Find the midpoint of \( [AC] \), with \( A(6, 0) \) and \( C(3, 3\sqrt{3}) \).

Midpoint formula: \( \left( \frac{x_1 + x_2}{2}, \frac{y_1 + y_2}{2} \right) \).

\[ M = \left( \frac{6 + 3}{2}, \frac{0 + 3\sqrt{3}}{2} \right) = \left( \frac{9}{2}, \frac{3\sqrt{3}}{2} \right) \]

Answer: The coordinates of the midpoint of \( [AC] \) are \( \left( \frac{9}{2}, \frac{3\sqrt{3}}{2} \right) \).

Find the equation of the line passing through points \( O(0, 0) \) and \( B \), given \( OABC \) is symmetrical about \( [OB] \).

Since \( OABC \) is symmetrical about \( [OB] \), the line \( OB \) passes through the midpoint \( M \left( \frac{9}{2}, \frac{3\sqrt{3}}{2} \right) \) of \( [AC] \).

Calculate the slope of line \( OB \):

\[ m = \frac{\frac{3\sqrt{3}}{2} – 0}{\frac{9}{2} – 0} = \frac{\frac{3\sqrt{3}}{2}}{\frac{9}{2}} = \frac{3\sqrt{3}}{9} = \frac{\sqrt{3}}{3} \]

The line passes through the origin \( O(0, 0) \), so the equation is:

\[ y = \frac{\sqrt{3}}{3} x \]

Answer: The equation of the line \( OB \) is \( y = \frac{\sqrt{3}}{3} x \).

Given \( [OA] \) is perpendicular to \( [AB] \), find the area of quadrilateral \( OABC \).

Since \( OABC \) is symmetrical about \( [OB] \), the area of quadrilateral \( OABC \) is twice the area of triangle \( OAB \).

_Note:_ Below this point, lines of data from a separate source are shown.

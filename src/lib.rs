pub mod config;
pub mod error;
pub mod routes;
pub mod sheets;
pub mod state;
pub mod submission;

use std::sync::Arc;

use axum::http::{header, HeaderName, HeaderValue, Method};
use axum::Router;
use tower::ServiceBuilder;
use tower_http::cors::{AllowOrigin, CorsLayer};
use tower_http::limit::RequestBodyLimitLayer;
use tower_http::set_header::SetResponseHeaderLayer;
use tower_http::trace::TraceLayer;

use crate::config::{Config, CorsConfig};
use crate::sheets::RowAppender;
use crate::state::{AppState, SharedState};

pub fn build_app(config: Config, appender: Arc<dyn RowAppender>) -> Router {
    let cors = cors_layer(&config.cors);
    let max_body_size = config.max_body_size;

    let state: SharedState = Arc::new(AppState { config, appender });

    Router::new()
        .merge(routes::intake_routes())
        .route("/health", axum::routing::get(health))
        .layer(
            ServiceBuilder::new()
                .layer(TraceLayer::new_for_http())
                // Cors needs a `Default` response body, which the limit's body is not
                .layer(RequestBodyLimitLayer::new(max_body_size))
                .layer(cors),
        )
        // Security headers
        .layer(SetResponseHeaderLayer::overriding(
            HeaderName::from_static("x-content-type-options"),
            HeaderValue::from_static("nosniff"),
        ))
        .layer(SetResponseHeaderLayer::overriding(
            HeaderName::from_static("x-frame-options"),
            HeaderValue::from_static("DENY"),
        ))
        .layer(SetResponseHeaderLayer::overriding(
            HeaderName::from_static("referrer-policy"),
            HeaderValue::from_static("strict-origin-when-cross-origin"),
        ))
        .with_state(state)
}

/// Browsers refuse `Access-Control-Allow-Origin: *` on credentialed
/// requests, so an open policy with credentials mirrors the caller's origin.
fn cors_layer(cors: &CorsConfig) -> CorsLayer {
    let origin = if cors.allowed_origins.is_empty() {
        if cors.allow_credentials {
            AllowOrigin::mirror_request()
        } else {
            AllowOrigin::any()
        }
    } else {
        let origins: Vec<HeaderValue> = cors
            .allowed_origins
            .iter()
            .filter_map(|o| match HeaderValue::from_str(o) {
                Ok(v) => Some(v),
                Err(_) => {
                    tracing::warn!("Ignoring invalid CORS origin: {o}");
                    None
                }
            })
            .collect();
        AllowOrigin::list(origins)
    };

    CorsLayer::new()
        .allow_origin(origin)
        .allow_methods([Method::POST, Method::OPTIONS])
        .allow_headers([header::CONTENT_TYPE])
        .allow_credentials(cors.allow_credentials)
}

async fn health() -> &'static str {
    "ok"
}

Find the coordinates of \( B \). Since \( [OA] \) is perpendicular to \( [AB] \), and \( A(6, 0) \), the slope of \( [OA] \) is:

\[ m_{OA} = \frac{0 – 0}{6 – 0} = 0 \]

The slope of \( [AB] \) must be undefined (vertical line) to be perpendicular to \( [OA] \). Thus, \( B \) has the same x-coordinate as \( A \), so \( x_B = 6 \).

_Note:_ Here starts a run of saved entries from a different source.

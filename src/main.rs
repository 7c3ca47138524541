use std::net::SocketAddr;
use std::sync::Arc;

use tokio::signal;
use tracing_subscriber::EnvFilter;

use sheet_intake::config::Config;
use sheet_intake::sheets::range::a1_range;
use sheet_intake::sheets::SheetsClient;

#[tokio::main]
async fn main() -> Result<(), Box<dyn std::error::Error>> {
    // .env is optional; real env vars win
    let _ = dotenvy::dotenv();

    let config = Config::from_env().expect("Failed to load configuration");

    // Init tracing
    tracing_subscriber::fmt()
        .with_env_filter(EnvFilter::try_from_default_env().unwrap_or_else(|_| {
            EnvFilter::new(&config.log_level)
        }))
        .init();

    tracing::info!(
        "Starting sheet-intake: spreadsheet {} range {} ({})",
        config.sheet.spreadsheet_id,
        a1_range(&config.sheet.sheet_name, &config.sheet.range),
        config.sheet.value_input.as_str()
    );

    // Authorize against Google before accepting traffic
    let sheets = SheetsClient::connect(&config).await.map_err(|e| {
        tracing::error!("Google Sheets initialization failed: {e}");
        e
    })?;

    let addr = SocketAddr::new(config.host, config.port);
    let app = sheet_intake::build_app(config, Arc::new(sheets));

    let listener = tokio::net::TcpListener::bind(addr).await?;
    tracing::info!("Server running on {addr}");

    axum::serve(listener, app)
        .with_graceful_shutdown(shutdown_signal())
        .await?;

    Ok(())
}

async fn shutdown_signal() {
    let ctrl_c = async {
        signal::ctrl_c()
            .await
            .expect("failed to install Ctrl+C handler");
    };

    #[cfg(unix)]
    let terminate = async {
        signal::unix::signal(signal::unix::SignalKind::terminate())
            .expect("failed to install signal handler")
            .recv()
            .await;
    };

    #[cfg(not(unix))]
    let terminate = std::future::pending::<()>();

    tokio::select! {
        _ = ctrl_c => {},
        _ = terminate => {},
    }

    tracing::info!("Shutdown signal received, starting graceful shutdown");
}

Since \( B \) lies on the line \( OB \), \( y = \frac{\sqrt{3}}{3} x \), substitute \( x = 6 \):

\[ y_B = \frac{\sqrt{3}}{3} \cdot 6 = 2\sqrt{3} \]

So, \( B \) has coordinates \( (6, 2\sqrt{3}) \).

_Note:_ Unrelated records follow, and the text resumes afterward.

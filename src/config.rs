use std::net::IpAddr;
use std::path::PathBuf;

use crate::submission::row::is_valid_format;

#[derive(Debug, Clone)]
pub struct Config {
    pub host: IpAddr,
    pub port: u16,
    pub cors: CorsConfig,
    pub sheet: SheetConfig,
    pub credentials: CredentialSource,
    pub sheets_api_base: String,
    pub timestamp_format: String,
    pub max_body_size: usize,
    pub log_level: String,
}

#[derive(Debug, Clone)]
pub struct CorsConfig {
    /// Empty means any origin.
    pub allowed_origins: Vec<String>,
    pub allow_credentials: bool,
}

#[derive(Debug, Clone)]
pub struct SheetConfig {
    pub spreadsheet_id: String,
    pub sheet_name: String,
    pub range: String,
    pub value_input: ValueInputOption,
}

#[derive(Debug, Clone, Copy, PartialEq)]
pub enum ValueInputOption {
    UserEntered,
    Raw,
}

impl ValueInputOption {
    pub fn as_str(&self) -> &'static str {
        match self {
            ValueInputOption::UserEntered => "USER_ENTERED",
            ValueInputOption::Raw => "RAW",
        }
    }
}

#[derive(Clone, PartialEq)]
pub enum CredentialSource {
    KeyFile(PathBuf),
    Inline(String),
}

impl std::fmt::Debug for CredentialSource {
    fn fmt(&self, f: &mut std::fmt::Formatter<'_>) -> std::fmt::Result {
        match self {
            CredentialSource::KeyFile(path) => write!(f, "KeyFile({})", path.display()),
            CredentialSource::Inline(_) => write!(f, "Inline(<redacted>)"),
        }
    }
}

pub const DEFAULT_SHEET_NAME: &str = "Sheet1";
pub const DEFAULT_RANGE: &str = "A:G";
pub const DEFAULT_SHEETS_API_BASE: &str = "https://sheets.googleapis.com";
/// Matches the `en-US` locale string, e.g. `3/14/2025, 9:05:07 AM`.
pub const DEFAULT_TIMESTAMP_FORMAT: &str = "%-m/%-d/%Y, %-I:%M:%S %p";

impl Config {
    pub fn from_env() -> Result<Self, String> {
        let host: IpAddr = env_or("HOST", "0.0.0.0")
            .parse()
            .map_err(|e| format!("Invalid HOST: {e}"))?;

        let port: u16 = env_or("PORT", "5000")
            .parse()
            .map_err(|e| format!("Invalid PORT: {e}"))?;

        let allow_credentials = parse_bool("CORS_ALLOW_CREDENTIALS", &env_or("CORS_ALLOW_CREDENTIALS", "true"))?;
        let cors = CorsConfig {
            allowed_origins: parse_origins(&env_or("CORS_ORIGIN", "*")),
            allow_credentials,
        };

        let spreadsheet_id = env_required("GOOGLE_SHEET_ID")?;
        let sheet_name = env_non_empty("GOOGLE_SHEET_NAME").unwrap_or_else(|| DEFAULT_SHEET_NAME.to_string());
        let range = env_non_empty("GOOGLE_SHEET_RANGE").unwrap_or_else(|| DEFAULT_RANGE.to_string());
        let value_input = parse_value_input(&env_or("GOOGLE_VALUE_INPUT_OPTION", "USER_ENTERED"))?;

        let credentials = credential_source(
            env_non_empty("GOOGLE_CREDENTIALS_JSON"),
            env_non_empty("GOOGLE_CREDENTIALS"),
        )?;

        let sheets_api_base = env_or("GOOGLE_SHEETS_API_BASE", DEFAULT_SHEETS_API_BASE)
            .trim_end_matches('/')
            .to_string();

        let timestamp_format = env_or("TIMESTAMP_FORMAT", DEFAULT_TIMESTAMP_FORMAT);
        if !is_valid_format(&timestamp_format) {
            return Err(format!("Invalid TIMESTAMP_FORMAT: '{timestamp_format}'"));
        }

        let max_body_size: usize = env_or("MAX_BODY_SIZE", "65536")
            .parse()
            .map_err(|e| format!("Invalid MAX_BODY_SIZE: {e}"))?;

        let log_level = env_or("LOG_LEVEL", "info");

        Ok(Config {
            host,
            port,
            cors,
            sheet: SheetConfig {
                spreadsheet_id,
                sheet_name,
                range,
                value_input,
            },
            credentials,
            sheets_api_base,
            timestamp_format,
            max_body_size,
            log_level,
        })
    }
}

/// Inline JSON wins over a key file path when both are set.
pub fn credential_source(
    inline: Option<String>,
    key_file: Option<String>,
) -> Result<CredentialSource, String> {
    match (inline, key_file) {
        (Some(json), _) => Ok(CredentialSource::Inline(json)),
        (None, Some(path)) => Ok(CredentialSource::KeyFile(PathBuf::from(path))),
        (None, None) => Err(
            "Missing Google credentials: set GOOGLE_CREDENTIALS_JSON or GOOGLE_CREDENTIALS".to_string(),
        ),
    }
}

/// `*` anywhere in the list allows every origin.
pub fn parse_origins(raw: &str) -> Vec<String> {
    let origins: Vec<String> = raw
        .split(',')
        .map(|s| s.trim().trim_end_matches('/'))
        .filter(|s| !s.is_empty())
        .map(|s| s.to_string())
        .collect();

    if origins.iter().any(|o| o == "*") {
        Vec::new()
    } else {
        origins
    }
}

pub fn parse_value_input(raw: &str) -> Result<ValueInputOption, String> {
    match raw.trim().to_ascii_uppercase().as_str() {
        "USER_ENTERED" => Ok(ValueInputOption::UserEntered),
        "RAW" => Ok(ValueInputOption::Raw),
        other => Err(format!(
            "Invalid GOOGLE_VALUE_INPUT_OPTION '{other}': expected USER_ENTERED or RAW"
        )),
    }
}

fn parse_bool(key: &str, raw: &str) -> Result<bool, String> {
    match raw.trim().to_ascii_lowercase().as_str() {
        "true" | "1" | "yes" => Ok(true),
        "false" | "0" | "no" => Ok(false),
        other => Err(format!("Invalid {key}: '{other}'")),
    }
}

fn env_required(key: &str) -> Result<String, String> {
    env_non_empty(key).ok_or_else(|| format!("Missing required environment variable: {key}"))
}

fn env_non_empty(key: &str) -> Option<String> {
    std::env::var(key).ok().filter(|v| !v.trim().is_empty())
}

fn env_or(key: &str, default: &str) -> String {
    std::env::var(key).unwrap_or_else(|_| default.to_string())
}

Calculate the area of triangle \( OAB \), with vertices \( O(0, 0) \), \( A(6, 0) \), \( B(6, 2\sqrt{3}) \):

Use the area formula: \( \text{Area} = \frac{1}{2} \cdot \text{base} \cdot \text{height} \).

Base \( [OA] \) lies along the x-axis from \( (0, 0) \) to \( (6, 0) \), so base = 6.

Height is the y-coordinate of \( B \), which is \( 2\sqrt{3} \).

\[ \text{Area of } \triangle OAB = \frac{1}{2} \cdot 6 \cdot 2\sqrt{3} = 6\sqrt{3} \]

Area of quadrilateral \( OABC = 2 \cdot \text{Area of } \triangle OAB \):

\[ 2 \cdot 6\sqrt{3} = 12\sqrt{3} \]

Answer: The area of quadrilateral \( OABC \) is \( 12\sqrt{3} \).